Épidémie de VIH chez les consommateurs d'oxymorphone : l'Indiana sous surveillance

Karine Blouin propose un article et un éditorial sur les personnes UDI de l'Indiana faisant usage d'oxymorphone.

Community Outbreak of HIV Infection Linked to Injection Drug Use of Oxymorphone — Indiana, 2015
Caitlin Conrad, Heather M. Bradley, Dita Broz et coll. | Paru en avril 2015 dans MMWR

Le département d’État de santé de l’Indiana a mené une enquête sur une épidémie de VIH qui a débuté le 23 janvier 2015. Cette investigation a été entreprise à la suite de l’observation d’un nombre inhabituel de cas déclarés de VIH dans un comté du sud-est, c’est-à-dire 11 cas comparativement à moins de cinq annuellement.

Principaux résultats

Au 21 avril 2015, 135 personnes avaient reçu un diagnostic de VIH, dont six lors d’un test de détection rapide, restant à confirmer, au sein d’une communauté de 4 200 personnes. L’âge moyen des cas était de 35 ans, 58 % étaient des hommes et 80 % ont rapporté l’usage de drogues par injection (information non disponible dans 17 % des cas). Parmi les 108 personnes ayant rapporté l’usage de drogues par injection, toutes disent avoir consommé, le plus souvent, de l’oxymorphone, un médicament opioïde. Ces personnes ont rapporté s’injecter une dose de quatre à quinze fois par jour, et lors d’un épisode d’injection, avec un ou plusieurs partenaires d’injection (jusqu’à six). Dix femmes ont été identifiées travailleuses du sexe. La co-infection avec l’hépatite C a été observée chez 114 personnes (84,4 %). La recherche des partenaires sexuels, des partenaires d’injection et des autres contacts potentiellement à risque a conduit à l’identification de 373 contacts, dont 247 ont été localisés et 230 testés pour le VIH. Parmi les 230 contacts testés, 109 ont été diagnostiqués avec une infection par le VIH, pour un taux de positivité de 47,4 %.

Discussion

Au sein de cette communauté rurale, historiquement à faible risque de VIH, l’infection s’est transmise rapidement au sein des réseaux de personnes s’injectant des médicaments opioïdes. L’investigation a démontré que l’injection de drogues est une activité qui peut être pratiquée par trois générations au sein d’une même famille et, collectivement, par plusieurs individus de la communauté. Comme plusieurs autres régions rurales des États-Unis, cette communauté présente un taux de chômage élevé et une proportion importante de personnes n’ayant pas terminé l’école secondaire, bref des individus vivant dans la pauvreté et ayant un accès limité aux services de santé.

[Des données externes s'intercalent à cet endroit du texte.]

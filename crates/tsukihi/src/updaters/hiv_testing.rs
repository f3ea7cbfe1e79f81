//! Step 9: HIV test offers, detection and linkage, PrEP lifecycle, and
//! the pediatric EID test schedule.

use tsukihi_core::sampling::categorical_index;

use crate::types::{HivState, PedsAgeCat, PedsHivState};

use super::UpdaterCtx;

pub(crate) fn initial(ctx: &mut UpdaterCtx) {
    // Prevalent detection at entry.
    let state = ctx.patient.disease.hiv_state;
    if state.is_infected() {
        let p = ctx.sim.testing.prob_detected_at_entry[state.index()];
        if ctx.patient.rng.event(p) {
            ctx.set_detected(0);
            if ctx
                .patient
                .rng
                .event(ctx.sim.testing.prob_linked_at_entry)
            {
                ctx.set_linked(0);
            }
        }
    }

    // Acceptance bucket and offer interval for the user test program.
    let program = &ctx.sim.testing.program;
    let u = ctx.patient.rng.uniform();
    ctx.patient.monitoring.accept_bucket =
        categorical_index(&program.accept_bucket_weights, u).unwrap_or(0);
    let weights: Vec<f64> = program.interval_dist.iter().map(|i| i.weight).collect();
    let u = ctx.patient.rng.uniform();
    let interval = categorical_index(&weights, u)
        .map(|i| program.interval_dist[i].months)
        .unwrap_or(12);
    ctx.patient.monitoring.test_interval_months = interval;
    if program.enable {
        let start = program.start_age_months.saturating_sub(ctx.patient.general.age_months);
        ctx.patient.monitoring.next_hiv_test_month = Some(start);
    }
}

pub(crate) fn monthly(ctx: &mut UpdaterCtx) {
    if ctx.sim.peds.enable
        && ctx.patient.peds.age_category == PedsAgeCat::EarlyChildhood
        && ctx.patient.peds.in_eid_system
    {
        perform_eid_updates(ctx);
    }
    if !ctx.patient.monitoring.detected {
        perform_oi_detection(ctx);
    }
    if !ctx.patient.monitoring.detected {
        perform_test_program(ctx);
        perform_background_testing(ctx);
    }
    perform_prep_updates(ctx);
}

/// An acute OI can reveal undetected HIV.
fn perform_oi_detection(ctx: &mut UpdaterCtx) {
    let month = ctx.month();
    if !ctx.patient.disease.hiv_state.is_infected() {
        return;
    }
    let oi = match ctx.patient.disease.current_oi {
        Some(oi) => oi,
        None => return,
    };
    let def = &ctx.sim.nat_hist.ois[oi];
    let detection = def.detection_prob;
    let linkage = def.linkage_prob;
    if !ctx.patient.rng.event(detection) {
        return;
    }
    let name = def.name.clone();
    ctx.set_detected(month);
    ctx.stats.num_detected_ois[oi] += 1;
    ctx.trace(format!("HIV DETECTED by OI {}", name));
    if ctx.patient.rng.event(linkage) {
        ctx.set_linked(month);
    }
}

/// The user-defined test program: offer, accept, return, result.
fn perform_test_program(ctx: &mut UpdaterCtx) {
    let month = ctx.month();
    let program = ctx.sim.testing.program.clone();
    if !program.enable {
        return;
    }
    if ctx.patient.general.age_months < program.start_age_months {
        return;
    }
    match ctx.patient.monitoring.next_hiv_test_month {
        Some(m) if m <= month => {}
        Some(_) => return,
        None => {
            ctx.patient.monitoring.next_hiv_test_month = Some(month);
            return;
        }
    }
    let interval = ctx.patient.monitoring.test_interval_months.max(1);
    ctx.patient.monitoring.next_hiv_test_month = Some(month + interval);

    ctx.add_medical_cost(program.cost_offer);
    let state = ctx.patient.disease.hiv_state;
    let bucket = ctx.patient.monitoring.accept_bucket;
    if !ctx.patient.rng.event(program.accept_prob[bucket][state.index()]) {
        return;
    }
    ctx.add_medical_cost(program.cost_test);
    ctx.stats.num_tests_performed += 1;
    if !ctx.patient.rng.event(program.return_prob) {
        return;
    }
    ctx.add_medical_cost(program.cost_return);
    let positive = ctx
        .patient
        .rng
        .event(program.result_positive_prob[state.index()]);
    if positive && state.is_infected() {
        ctx.set_detected(month);
        ctx.trace("HIV DETECTED by test program");
        if ctx.patient.rng.event(ctx.sim.testing.linkage_prob) {
            ctx.set_linked(month);
        }
    }
}

/// The parallel background testing program.
fn perform_background_testing(ctx: &mut UpdaterCtx) {
    let month = ctx.month();
    let bg = ctx.sim.testing.background;
    if !bg.enable || ctx.patient.monitoring.detected {
        return;
    }
    if ctx.patient.general.age_months < bg.start_age_months {
        return;
    }
    let state = ctx.patient.disease.hiv_state;
    if !ctx.patient.rng.event(bg.accept_prob[state.index()]) {
        return;
    }
    ctx.add_medical_cost(bg.cost_test);
    ctx.stats.num_tests_performed += 1;
    if !ctx.patient.rng.event(bg.return_prob) {
        return;
    }
    let positive = ctx.patient.rng.event(bg.result_positive_prob[state.index()]);
    if positive && state.is_infected() {
        ctx.set_detected(month);
        ctx.trace("HIV DETECTED by background testing");
        if ctx.patient.rng.event(ctx.sim.testing.linkage_prob) {
            ctx.set_linked(month);
        }
    }
}

/// PrEP uptake, recurring cost/QOL, and the two-regime dropout.
fn perform_prep_updates(ctx: &mut UpdaterCtx) {
    let month = ctx.month();
    let prep = ctx.sim.testing.prep.clone();
    if !prep.enable {
        return;
    }
    // PrEP is for undetected HIV-negative patients only; infection or
    // detection ends it.
    if ctx.patient.disease.hiv_state.is_infected() && ctx.patient.monitoring.on_prep {
        if ctx.patient.monitoring.detected {
            ctx.patient.monitoring.on_prep = false;
        }
    }
    if ctx.patient.disease.hiv_state.is_infected() && ctx.patient.monitoring.detected {
        return;
    }

    if ctx.patient.monitoring.on_prep {
        let months_on = ctx.patient.monitoring.months_on_prep(month);
        let dropout = if months_on < prep.dropout_threshold_months {
            prep.dropout_pre_threshold
        } else {
            prep.dropout_post_threshold
        };
        if ctx.patient.rng.event(dropout) {
            ctx.patient.monitoring.on_prep = false;
            ctx.patient.monitoring.prep_dropout = true;
            ctx.stats.num_prep_dropouts += 1;
            ctx.trace("PREP DROPOUT");
            return;
        }
        ctx.add_medical_cost(prep.monthly_cost);
        ctx.accumulate_qol(prep.qol_modifier);
        return;
    }

    // Uptake: dropouts only re-enter when re-uptake is allowed, and
    // only once the rollout has completed.
    if ctx.patient.monitoring.prep_dropout
        && !(prep.allow_reuptake && month >= prep.rollout_duration_months)
    {
        return;
    }
    let uptake = prep.uptake_prob_at(month, ctx.patient.general.transm_risk);
    if uptake <= 0.0 || !ctx.patient.rng.event(uptake) {
        return;
    }
    if !ctx.patient.rng.event(prep.coverage) {
        return;
    }
    let monitoring = &mut ctx.patient.monitoring;
    monitoring.on_prep = true;
    monitoring.ever_prep = true;
    monitoring.prep_dropout = false;
    monitoring.month_of_prep_start = Some(month);
    monitoring.prep_dropout_threshold_month = month + prep.dropout_threshold_months;
    ctx.stats.num_prep_starts += 1;
    ctx.add_medical_cost(prep.monthly_cost);
    ctx.accumulate_qol(prep.qol_modifier);
    ctx.trace("PREP START");
}

/// Early-infant-diagnosis visits, pending results, infant prophylaxis.
fn perform_eid_updates(ctx: &mut UpdaterCtx) {
    let month = ctx.month();
    let age = ctx.patient.general.age_months;
    let eid = ctx.sim.peds.eid.clone();

    // Returned results ready for pickup this month.
    let due: Vec<_> = ctx
        .patient
        .peds
        .pending_eid_results
        .iter()
        .copied()
        .filter(|r| r.month_due <= month)
        .collect();
    ctx.patient
        .peds
        .pending_eid_results
        .retain(|r| r.month_due > month);
    for result in due {
        let assay = &eid.assays[result.assay];
        if !ctx.patient.rng.event(assay.pickup_prob) {
            ctx.patient.peds.missed_eid_visits += 1;
            continue;
        }
        if result.positive {
            match assay.confirmatory {
                Some(next) if !result.confirmatory => {
                    schedule_eid_test(ctx, &eid, next, true);
                }
                _ => conclude_positive_eid(ctx, month),
            }
        } else {
            ctx.patient.peds.month_of_last_negative_eid = Some(month);
        }
    }

    // Scheduled visit assays at their offer ages.
    for (i, assay) in eid.assays.iter().enumerate() {
        if assay.offer_age_months == age && ctx.patient.rng.event(assay.offer_prob) {
            schedule_eid_test(ctx, &eid, i, false);
        }
    }

    // Infant prophylaxis doses at their scheduled ages.
    for (i, proph) in eid.infant_prophs.iter().enumerate() {
        if ctx.patient.peds.infant_proph_given[i] || age < proph.dose_age_months {
            continue;
        }
        if age > proph.max_age_months {
            continue;
        }
        if proph.requires_negative_eid && ctx.patient.peds.month_of_last_negative_eid.is_none() {
            continue;
        }
        ctx.patient.peds.infant_proph_given[i] = true;
        ctx.add_medical_cost(proph.cost);
        if ctx.patient.rng.event(proph.prob_effective) {
            ctx.patient.peds.infant_proph_effective[i] = true;
            ctx.patient.peds.infant_proph_effect_ends[i] = Some(month + proph.effect_months);
        }
        ctx.trace(format!("INFANT PROPH {}", proph.name));
    }
}

fn schedule_eid_test(
    ctx: &mut UpdaterCtx,
    eid: &crate::inputs::peds::EidInputs,
    assay_idx: usize,
    confirmatory: bool,
) {
    let month = ctx.month();
    let assay = &eid.assays[assay_idx];
    ctx.add_medical_cost(assay.cost);
    let peds_state = if ctx.patient.disease.hiv_state.is_infected() {
        ctx.patient.disease.peds_hiv_state
    } else {
        PedsHivState::Negative
    };
    let positive = ctx.patient.rng.event(assay.prob_positive(peds_state));
    ctx.patient
        .peds
        .pending_eid_results
        .push(crate::state::PendingEidResult {
            assay: assay_idx,
            month_due: month + assay.result_return_months,
            positive,
            confirmatory,
        });
}

/// A confirmed positive EID chain: detection and linkage, or a false
/// positive entering care erroneously.
fn conclude_positive_eid(ctx: &mut UpdaterCtx, month: u32) {
    if ctx.patient.disease.hiv_state.is_infected() {
        ctx.set_detected(month);
        ctx.trace("HIV DETECTED by EID");
        if ctx.patient.rng.event(ctx.sim.peds.eid.linkage_prob) {
            ctx.set_linked(month);
        }
    } else {
        ctx.patient.peds.is_false_positive = true;
        if ctx
            .patient
            .rng
            .event(ctx.sim.peds.eid.false_positive_link_prob)
        {
            ctx.patient.peds.false_positive_linked = true;
        }
        ctx.trace("EID FALSE POSITIVE");
    }
}
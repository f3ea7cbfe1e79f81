//! The patient aggregate and the monthly update pipeline.

use crate::inputs::SimContext;
use crate::rng::SimRng;
use crate::stats::{CostStats, RunStats};
use crate::trace::Tracer;
use crate::updaters::{self, UpdaterCtx};

use super::{
    ArtState, DiseaseState, GeneralState, MonitoringState, PedsState, ProphState, TbPatientState,
};

/// One simulated patient.
///
/// Owns the eight state groups and a private random stream. The state is
/// readable through the accessor methods; mutation happens inside the
/// updater pipeline, which runs in a fixed order every month.
pub struct Patient {
    pub(crate) general: GeneralState,
    pub(crate) peds: PedsState,
    pub(crate) disease: DiseaseState,
    pub(crate) monitoring: MonitoringState,
    pub(crate) proph: ProphState,
    pub(crate) art: ArtState,
    pub(crate) tb: TbPatientState,
    pub(crate) rng: SimRng,
    /// Effective HIV incidence injected by the dynamic-transmission
    /// model for the current month, replacing the table lookup.
    pub(crate) effective_incidence: Option<f64>,
}

impl Patient {
    /// Create a patient with state sized to the run's configuration.
    pub fn new(patient_id: u64, sim: &SimContext, rng: SimRng) -> Self {
        let oi_count = sim.oi_count();
        let alt_rates = sim.multi_discount.len();
        let mut general = GeneralState::new(patient_id, sim.risk_factor_count(), alt_rates);
        general.tracing_enabled = patient_id < sim.run_specs.trace_count;
        Self {
            general,
            peds: PedsState::new(sim.peds.eid.infant_prophs.len()),
            disease: DiseaseState::new(oi_count, sim.chrm_count()),
            monitoring: MonitoringState::new(oi_count),
            proph: ProphState::new(oi_count),
            art: ArtState::new(sim.art_line_count(), oi_count),
            tb: TbPatientState::new(sim.tb.proph.lines.len()),
            rng,
            effective_incidence: None,
        }
    }

    /// Read access to the state groups.
    pub fn general(&self) -> &GeneralState {
        &self.general
    }

    pub fn peds(&self) -> &PedsState {
        &self.peds
    }

    pub fn disease(&self) -> &DiseaseState {
        &self.disease
    }

    pub fn monitoring(&self) -> &MonitoringState {
        &self.monitoring
    }

    pub fn proph(&self) -> &ProphState {
        &self.proph
    }

    pub fn art(&self) -> &ArtState {
        &self.art
    }

    pub fn tb(&self) -> &TbPatientState {
        &self.tb
    }

    /// True if the patient is alive.
    pub fn is_alive(&self) -> bool {
        self.disease.alive
    }

    /// Inject the dynamic-transmission effective incidence for the
    /// coming month; `None` restores the table lookup.
    pub fn set_effective_incidence(&mut self, incidence: Option<f64>) {
        self.effective_incidence = incidence;
    }

    /// Run every updater's one-shot initializer, in pipeline order.
    pub fn perform_initial_updates(
        &mut self,
        sim: &SimContext,
        stats: &mut RunStats,
        costs: &mut CostStats,
        tracer: &mut Tracer,
    ) {
        let mut ctx = UpdaterCtx::new(self, sim, stats, costs, tracer);
        updaters::begin_month::initial(&mut ctx);
        updaters::hiv_infection::initial(&mut ctx);
        updaters::chrms::initial(&mut ctx);
        updaters::drug_toxicity::initial(&mut ctx);
        updaters::tb_disease::initial(&mut ctx);
        updaters::acute_oi::initial(&mut ctx);
        updaters::mortality::initial(&mut ctx);
        updaters::cd4_hvl::initial(&mut ctx);
        updaters::hiv_testing::initial(&mut ctx);
        updaters::behavior::initial(&mut ctx);
        updaters::drug_efficacy::initial(&mut ctx);
        updaters::lab_tests::initial(&mut ctx);
        updaters::clinic_visit::initial(&mut ctx);
        updaters::tb_clinical::initial(&mut ctx);
        updaters::end_month::initial(&mut ctx);
    }

    /// Run one simulated month.
    ///
    /// The fifteen updaters run in their fixed order; after the
    /// mortality step a dead patient short-circuits the rest of the
    /// pipeline. Calling this on a dead patient is a no-op.
    pub fn simulate_month(
        &mut self,
        sim: &SimContext,
        stats: &mut RunStats,
        costs: &mut CostStats,
        tracer: &mut Tracer,
    ) {
        if !self.is_alive() {
            return;
        }
        let mut ctx = UpdaterCtx::new(self, sim, stats, costs, tracer);
        updaters::begin_month::monthly(&mut ctx);
        updaters::hiv_infection::monthly(&mut ctx);
        updaters::chrms::monthly(&mut ctx);
        updaters::drug_toxicity::monthly(&mut ctx);
        updaters::tb_disease::monthly(&mut ctx);
        updaters::acute_oi::monthly(&mut ctx);
        updaters::mortality::monthly(&mut ctx);
        if !ctx.patient_alive() {
            return;
        }
        updaters::cd4_hvl::monthly(&mut ctx);
        updaters::hiv_testing::monthly(&mut ctx);
        updaters::behavior::monthly(&mut ctx);
        updaters::drug_efficacy::monthly(&mut ctx);
        updaters::lab_tests::monthly(&mut ctx);
        updaters::clinic_visit::monthly(&mut ctx);
        updaters::tb_clinical::monthly(&mut ctx);
        updaters::end_month::monthly(&mut ctx);
    }
}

Un état d’urgence de santé publique a été déclaré le 26 mars 2015. Les moyens mis en œuvre pour tenter de contrôler cette épidémie de VIH, en collaboration avec les Centers for disease control and prevention, sont nombreux : une campagne d’éducation du public, l’établissement de services de proximité, la mise en place d’un programme d’échange de seringues (autorisation toutefois temporaire, renouvelable et à court terme) ainsi que du soutien pour traiter les personnes atteintes par le VIH ou l’hépatite C et aux prises avec une dépendance aux drogues et médicaments. L’identification des personnes ayant été en contact avec des individus infectés par le VIH se poursuit. Cette épidémie rappelle la vulnérabilité des populations rurales à des problématiques telles que le mésusage de drogues et la dépendance.

Commentaire

Dans un récent éditorial publié dans JAMA en lien avec cet article (PMID : 26000661), JD Rich et ses collaborateurs rappellent la guerre idéologique entourant les programmes d’échange de seringues et les données probantes les appuyant. À l’heure actuelle, seulement 16 états américains autorisent les programmes d’échange de seringues. Les lois défavorables, dont l’interdiction de financement fédéral des programmes d’échanges de seringues, expliquent sans doute cette faible couverture nationale.

Bien que le contexte québécois soit très différent du contexte américain, cette épidémie en Indiana est un signal d’alarme rappelant l’importance de maintenir les services en réduction des méfaits sur l’ensemble du territoire. Les compressions budgétaires récentes et la fragilisation des ressources régionales de santé publique au Québec soulèvent des inquiétudes quant aux impacts éventuels sur le maintien et la couverture géographique de ces services, dont les programmes d’échange de seringues.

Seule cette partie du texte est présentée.